Segment Start: Provided records
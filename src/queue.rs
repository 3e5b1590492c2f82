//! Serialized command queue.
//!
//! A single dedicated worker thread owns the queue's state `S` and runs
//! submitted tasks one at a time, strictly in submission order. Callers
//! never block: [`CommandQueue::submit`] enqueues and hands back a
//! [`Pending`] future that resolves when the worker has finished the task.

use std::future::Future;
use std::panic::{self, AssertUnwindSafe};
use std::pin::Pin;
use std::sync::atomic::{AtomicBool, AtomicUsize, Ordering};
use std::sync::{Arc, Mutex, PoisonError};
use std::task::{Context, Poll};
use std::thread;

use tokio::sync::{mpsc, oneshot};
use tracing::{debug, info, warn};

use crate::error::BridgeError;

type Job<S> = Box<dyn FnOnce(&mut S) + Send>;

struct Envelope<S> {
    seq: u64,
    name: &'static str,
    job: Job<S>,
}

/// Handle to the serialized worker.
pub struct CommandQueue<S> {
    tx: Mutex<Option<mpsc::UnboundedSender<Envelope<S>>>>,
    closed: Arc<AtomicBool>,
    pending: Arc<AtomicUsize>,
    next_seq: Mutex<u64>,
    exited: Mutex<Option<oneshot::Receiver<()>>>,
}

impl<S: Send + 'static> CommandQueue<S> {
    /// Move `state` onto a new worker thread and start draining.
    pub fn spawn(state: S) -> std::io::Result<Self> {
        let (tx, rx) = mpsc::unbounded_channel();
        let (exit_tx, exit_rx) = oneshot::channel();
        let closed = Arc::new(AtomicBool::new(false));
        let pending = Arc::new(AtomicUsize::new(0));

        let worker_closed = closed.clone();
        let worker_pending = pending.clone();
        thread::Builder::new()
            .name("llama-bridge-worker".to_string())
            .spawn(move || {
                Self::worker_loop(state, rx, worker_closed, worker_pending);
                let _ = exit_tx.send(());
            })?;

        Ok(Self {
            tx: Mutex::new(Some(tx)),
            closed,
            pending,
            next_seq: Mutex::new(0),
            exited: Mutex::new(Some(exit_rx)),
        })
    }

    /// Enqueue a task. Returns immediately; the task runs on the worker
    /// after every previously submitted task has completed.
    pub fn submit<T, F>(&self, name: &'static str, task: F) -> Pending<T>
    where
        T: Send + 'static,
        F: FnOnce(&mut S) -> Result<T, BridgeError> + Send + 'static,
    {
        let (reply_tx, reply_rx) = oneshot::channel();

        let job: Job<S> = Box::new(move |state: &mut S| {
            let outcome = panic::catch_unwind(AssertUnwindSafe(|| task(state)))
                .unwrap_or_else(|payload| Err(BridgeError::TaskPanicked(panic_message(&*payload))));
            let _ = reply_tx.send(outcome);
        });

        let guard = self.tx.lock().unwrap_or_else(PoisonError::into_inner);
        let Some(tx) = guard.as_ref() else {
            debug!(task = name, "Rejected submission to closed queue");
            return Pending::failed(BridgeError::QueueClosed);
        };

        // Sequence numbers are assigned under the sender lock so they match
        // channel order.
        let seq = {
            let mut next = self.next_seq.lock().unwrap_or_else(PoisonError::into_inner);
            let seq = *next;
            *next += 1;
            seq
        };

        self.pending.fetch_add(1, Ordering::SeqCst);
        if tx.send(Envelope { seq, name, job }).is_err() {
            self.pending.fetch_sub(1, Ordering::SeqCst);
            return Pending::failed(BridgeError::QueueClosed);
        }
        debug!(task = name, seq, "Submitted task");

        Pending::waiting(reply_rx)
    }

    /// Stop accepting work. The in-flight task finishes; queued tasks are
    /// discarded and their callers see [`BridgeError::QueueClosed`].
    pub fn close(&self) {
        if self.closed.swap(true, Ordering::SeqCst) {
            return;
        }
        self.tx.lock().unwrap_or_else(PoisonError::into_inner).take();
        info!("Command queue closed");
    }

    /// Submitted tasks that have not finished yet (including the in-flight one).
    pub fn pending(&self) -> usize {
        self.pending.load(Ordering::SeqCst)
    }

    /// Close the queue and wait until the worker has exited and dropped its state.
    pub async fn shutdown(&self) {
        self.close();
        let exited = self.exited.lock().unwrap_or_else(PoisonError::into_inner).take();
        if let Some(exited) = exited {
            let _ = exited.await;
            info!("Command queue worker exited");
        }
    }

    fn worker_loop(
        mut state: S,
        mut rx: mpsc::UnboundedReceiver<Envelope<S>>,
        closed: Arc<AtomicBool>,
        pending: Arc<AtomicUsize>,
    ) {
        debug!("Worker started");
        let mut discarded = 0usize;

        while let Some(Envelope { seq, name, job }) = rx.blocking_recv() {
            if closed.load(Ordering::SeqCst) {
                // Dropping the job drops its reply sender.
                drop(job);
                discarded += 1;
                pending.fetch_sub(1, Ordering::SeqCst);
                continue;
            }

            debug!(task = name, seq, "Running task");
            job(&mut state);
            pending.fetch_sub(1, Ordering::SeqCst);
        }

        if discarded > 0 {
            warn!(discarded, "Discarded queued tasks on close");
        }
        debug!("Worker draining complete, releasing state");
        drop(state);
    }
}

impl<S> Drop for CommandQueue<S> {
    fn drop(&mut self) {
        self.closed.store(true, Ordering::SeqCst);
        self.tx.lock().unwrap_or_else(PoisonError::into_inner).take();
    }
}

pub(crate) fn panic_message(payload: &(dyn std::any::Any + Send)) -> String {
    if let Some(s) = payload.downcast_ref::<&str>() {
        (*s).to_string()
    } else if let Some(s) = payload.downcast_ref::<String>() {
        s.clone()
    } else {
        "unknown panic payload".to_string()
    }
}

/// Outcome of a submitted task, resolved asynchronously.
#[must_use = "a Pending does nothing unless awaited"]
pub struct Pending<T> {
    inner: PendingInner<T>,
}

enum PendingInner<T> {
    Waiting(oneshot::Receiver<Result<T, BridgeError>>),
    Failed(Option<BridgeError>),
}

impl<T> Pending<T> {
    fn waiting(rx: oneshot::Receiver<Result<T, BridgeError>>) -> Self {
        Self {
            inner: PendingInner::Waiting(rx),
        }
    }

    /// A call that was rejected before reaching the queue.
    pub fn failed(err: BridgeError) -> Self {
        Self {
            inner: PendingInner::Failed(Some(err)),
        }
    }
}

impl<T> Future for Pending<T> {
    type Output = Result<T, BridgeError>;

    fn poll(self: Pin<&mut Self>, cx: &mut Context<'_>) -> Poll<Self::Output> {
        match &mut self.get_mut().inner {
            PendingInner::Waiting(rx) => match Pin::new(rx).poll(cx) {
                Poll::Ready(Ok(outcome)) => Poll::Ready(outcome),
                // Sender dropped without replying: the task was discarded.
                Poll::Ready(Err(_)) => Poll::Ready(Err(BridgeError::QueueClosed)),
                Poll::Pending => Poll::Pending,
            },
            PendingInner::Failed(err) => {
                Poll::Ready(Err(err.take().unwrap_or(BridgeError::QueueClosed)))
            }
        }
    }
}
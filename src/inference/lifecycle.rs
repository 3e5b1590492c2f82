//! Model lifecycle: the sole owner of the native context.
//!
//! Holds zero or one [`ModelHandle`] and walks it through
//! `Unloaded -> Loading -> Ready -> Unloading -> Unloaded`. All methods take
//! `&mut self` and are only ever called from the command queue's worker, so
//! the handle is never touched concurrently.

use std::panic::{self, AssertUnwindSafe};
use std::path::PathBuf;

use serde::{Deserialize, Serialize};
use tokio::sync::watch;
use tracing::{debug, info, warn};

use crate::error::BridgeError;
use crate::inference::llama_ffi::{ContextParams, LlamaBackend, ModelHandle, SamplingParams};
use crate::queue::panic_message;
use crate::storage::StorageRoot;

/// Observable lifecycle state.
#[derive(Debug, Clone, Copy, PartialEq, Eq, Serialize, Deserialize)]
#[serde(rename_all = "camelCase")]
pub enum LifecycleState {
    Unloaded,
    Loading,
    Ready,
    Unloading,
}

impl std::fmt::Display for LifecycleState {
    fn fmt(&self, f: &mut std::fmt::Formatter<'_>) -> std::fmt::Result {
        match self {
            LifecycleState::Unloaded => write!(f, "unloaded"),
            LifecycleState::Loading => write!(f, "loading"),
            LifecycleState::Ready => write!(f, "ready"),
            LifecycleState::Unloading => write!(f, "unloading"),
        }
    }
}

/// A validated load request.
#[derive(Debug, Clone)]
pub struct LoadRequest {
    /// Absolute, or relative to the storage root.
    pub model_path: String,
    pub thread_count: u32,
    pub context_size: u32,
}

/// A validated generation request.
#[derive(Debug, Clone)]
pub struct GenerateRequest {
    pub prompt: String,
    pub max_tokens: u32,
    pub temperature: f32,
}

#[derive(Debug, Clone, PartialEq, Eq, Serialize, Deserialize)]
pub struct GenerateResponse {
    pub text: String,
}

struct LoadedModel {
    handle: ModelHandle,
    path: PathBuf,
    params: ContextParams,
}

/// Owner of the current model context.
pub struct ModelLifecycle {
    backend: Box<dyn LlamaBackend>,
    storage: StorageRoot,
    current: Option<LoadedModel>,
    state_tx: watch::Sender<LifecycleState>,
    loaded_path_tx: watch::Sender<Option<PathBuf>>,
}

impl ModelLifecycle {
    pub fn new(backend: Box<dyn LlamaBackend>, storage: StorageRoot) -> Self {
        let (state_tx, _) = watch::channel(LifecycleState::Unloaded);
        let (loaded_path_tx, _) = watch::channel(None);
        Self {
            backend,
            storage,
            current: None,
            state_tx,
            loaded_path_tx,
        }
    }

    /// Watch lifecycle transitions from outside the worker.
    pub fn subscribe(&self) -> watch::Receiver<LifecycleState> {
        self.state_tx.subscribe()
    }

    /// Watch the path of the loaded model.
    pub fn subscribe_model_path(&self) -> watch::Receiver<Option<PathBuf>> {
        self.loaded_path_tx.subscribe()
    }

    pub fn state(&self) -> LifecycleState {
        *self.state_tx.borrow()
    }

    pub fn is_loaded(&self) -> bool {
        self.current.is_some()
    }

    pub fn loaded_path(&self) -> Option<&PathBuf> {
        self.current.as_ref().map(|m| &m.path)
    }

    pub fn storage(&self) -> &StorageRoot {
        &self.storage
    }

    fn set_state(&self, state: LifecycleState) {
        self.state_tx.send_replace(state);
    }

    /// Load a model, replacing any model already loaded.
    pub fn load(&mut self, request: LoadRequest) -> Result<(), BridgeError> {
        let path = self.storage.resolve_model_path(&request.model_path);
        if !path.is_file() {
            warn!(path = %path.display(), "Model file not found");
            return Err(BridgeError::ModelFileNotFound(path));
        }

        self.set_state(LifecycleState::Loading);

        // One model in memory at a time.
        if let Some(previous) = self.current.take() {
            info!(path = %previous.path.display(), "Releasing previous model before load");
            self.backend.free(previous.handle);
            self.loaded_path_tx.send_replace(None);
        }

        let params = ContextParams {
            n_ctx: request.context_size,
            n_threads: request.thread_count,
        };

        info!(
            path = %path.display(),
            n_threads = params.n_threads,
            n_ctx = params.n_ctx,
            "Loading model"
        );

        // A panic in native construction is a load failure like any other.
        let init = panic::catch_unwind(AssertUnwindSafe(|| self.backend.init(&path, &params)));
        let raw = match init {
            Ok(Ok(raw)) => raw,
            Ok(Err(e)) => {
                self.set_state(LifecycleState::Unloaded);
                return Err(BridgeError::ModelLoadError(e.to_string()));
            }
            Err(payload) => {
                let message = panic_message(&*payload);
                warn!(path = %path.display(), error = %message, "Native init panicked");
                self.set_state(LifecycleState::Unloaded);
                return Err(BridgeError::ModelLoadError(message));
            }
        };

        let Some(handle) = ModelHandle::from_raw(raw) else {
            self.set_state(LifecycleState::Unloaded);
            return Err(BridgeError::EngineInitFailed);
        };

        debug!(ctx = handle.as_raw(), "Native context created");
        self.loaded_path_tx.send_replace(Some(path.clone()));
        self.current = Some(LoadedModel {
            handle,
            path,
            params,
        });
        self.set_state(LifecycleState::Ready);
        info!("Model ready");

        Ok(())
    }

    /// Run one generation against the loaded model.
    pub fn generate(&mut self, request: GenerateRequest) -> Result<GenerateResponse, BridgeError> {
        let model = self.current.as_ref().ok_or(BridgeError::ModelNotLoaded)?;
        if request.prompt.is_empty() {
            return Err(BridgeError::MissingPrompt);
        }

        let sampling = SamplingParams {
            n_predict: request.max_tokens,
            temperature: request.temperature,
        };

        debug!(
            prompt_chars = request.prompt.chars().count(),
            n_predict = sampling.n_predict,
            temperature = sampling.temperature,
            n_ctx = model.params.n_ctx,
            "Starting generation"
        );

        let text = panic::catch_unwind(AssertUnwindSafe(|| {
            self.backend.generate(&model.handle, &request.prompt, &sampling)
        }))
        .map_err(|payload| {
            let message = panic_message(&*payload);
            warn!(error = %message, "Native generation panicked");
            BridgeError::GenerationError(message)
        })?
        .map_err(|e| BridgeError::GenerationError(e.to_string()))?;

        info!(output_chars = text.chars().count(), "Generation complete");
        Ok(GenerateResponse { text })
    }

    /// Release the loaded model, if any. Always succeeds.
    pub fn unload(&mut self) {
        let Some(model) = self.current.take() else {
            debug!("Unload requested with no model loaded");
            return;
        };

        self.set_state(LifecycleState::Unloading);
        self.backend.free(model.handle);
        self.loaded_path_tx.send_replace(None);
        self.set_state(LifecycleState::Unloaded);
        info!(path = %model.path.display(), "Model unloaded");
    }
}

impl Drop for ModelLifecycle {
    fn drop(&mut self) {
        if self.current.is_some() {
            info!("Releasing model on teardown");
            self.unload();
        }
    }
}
Segment End: Provided records
Task brief —
From the data, collect all lines where the string "impl" appears.

Task solution —
impl<S: Send + 'static> CommandQueue<S> {
impl<S> Drop for CommandQueue<S> {
impl<T> Pending<T> {
impl<T> Future for Pending<T> {
impl std::fmt::Display for LifecycleState {
impl ModelLifecycle {
impl Drop for ModelLifecycle {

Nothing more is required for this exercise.